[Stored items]
//! 实体抽取：问题文本 -> 用药 / 补充剂 / 病症 / 饮食限制
//!
//! 推理服务只负责给出 JSON；输出格式不可信，统一经 `parse_lenient` 宽松解析。

use std::sync::Arc;

use crate::core::ExtractedEntities;
use crate::llm::json::parse_lenient;
use crate::llm::{LlmClient, LlmError};

pub const DEFAULT_EXTRACTION_MAX_TOKENS: u32 = 1000;

/// 抽取 prompt 的固定开头（Mock 脚本按此匹配）
pub const EXTRACTION_PROMPT_HEADER: &str =
    "You are a medical entity extraction system. Extract structured information from user input.";

pub struct EntityExtractor {
    llm: Arc<dyn LlmClient>,
    max_tokens: u32,
}

impl EntityExtractor {
    pub fn new(llm: Arc<dyn LlmClient>) -> Self {
        Self {
            llm,
            max_tokens: DEFAULT_EXTRACTION_MAX_TOKENS,
        }
    }

    pub fn with_max_tokens(mut self, max_tokens: u32) -> Self {
        self.max_tokens = max_tokens;
        self
    }

    fn prompt(question: &str) -> String {
        format!(
            r#"{EXTRACTION_PROMPT_HEADER}

User input: "{question}"

Extract:
1. Medications (including brand names, generics, misspellings)
2. Supplements (vitamins, minerals, herbs)
3. Health conditions
4. Dietary restrictions (vegan, vegetarian, keto, etc.)

Return ONLY valid JSON (no markdown, no preamble):
{{
    "medications": ["medication1", "medication2"],
    "supplements": ["supplement1"],
    "conditions": ["condition1"],
    "dietary_restrictions": ["restriction1"]
}}

If nothing found for a category, return empty array []."#
        )
    }

    /// 调用失败返回 Err；输出无法解析返回 Ok(None)
    pub async fn extract(&self, question: &str) -> Result<Option<ExtractedEntities>, LlmError> {
        let raw = self
            .llm
            .complete_prompt(&Self::prompt(question), self.max_tokens)
            .await?;
        let parsed = parse_lenient::<ExtractedEntities>(&raw);
        match &parsed {
            Some(e) => tracing::debug!(
                "Extracted {} medications, {} supplements, {} conditions, {} restrictions",
                e.medications.len(),
                e.supplements.len(),
                e.conditions.len(),
                e.dietary_restrictions.len()
            ),
            None => tracing::warn!("Entity extraction returned unparseable output"),
        }
        Ok(parsed)
    }
}
#[derive(Debug, Clone, Copy, PartialEq, Eq, Hash, Serialize, Deserialize)]
#[serde(rename_all = "lowercase")]
pub enum EntityKind {
    Medication,
    Supplement,
}

impl fmt::Display for EntityKind {
    fn fmt(&self, f: &mut fmt::Formatter<'_>) -> fmt::Result {
        match self {
            EntityKind::Medication => f.write_str("medication"),
            EntityKind::Supplement => f.write_str("supplement"),
        }
    }
}

/// 规范化匹配质量
#[derive(Debug, Clone, Copy, PartialEq, Eq, Hash, Serialize, Deserialize)]
#[serde(rename_all = "SCREAMING_SNAKE_CASE")]
pub enum ConfidenceTier {
    High,
    Ambiguous,
    NotFound,
}

/// AMBIGUOUS 时的候选项
#[derive(Debug, Clone, PartialEq, Eq, Serialize, Deserialize)]
pub struct Candidate {
    pub canonical_id: String,
    pub name: String,
    /// 命中途径（品牌名 / 同义词 / 部分匹配的原文）
    pub via: Option<String>,
}

/// 规范化结果：HIGH 带 canonical_id，AMBIGUOUS 带 candidates，NOT_FOUND 两者皆无
#[derive(Debug, Clone, PartialEq, Serialize, Deserialize)]
pub struct NormalizedEntity {
    pub kind: EntityKind,
    /// 实际用于匹配的名字（经拼写纠正时为纠正后的名字）
    pub user_input: String,
    pub matched_name: Option<String>,
    pub canonical_id: Option<String>,
    pub confidence_tier: ConfidenceTier,
    pub match_type: String,
    #[serde(default, skip_serializing_if = "Vec::is_empty")]
    pub candidates: Vec<Candidate>,
    /// 经拼写纠正命中时的原始输入
    #[serde(default, skip_serializing_if = "Option::is_none")]
    pub corrected_from: Option<String>,
}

- **What to work on**: Find every line above where the word "const" occurs, and copy that line.

- **Answer to this problem**:
pub const DEFAULT_EXTRACTION_MAX_TOKENS: u32 = 1000;
pub const EXTRACTION_PROMPT_HEADER: &str =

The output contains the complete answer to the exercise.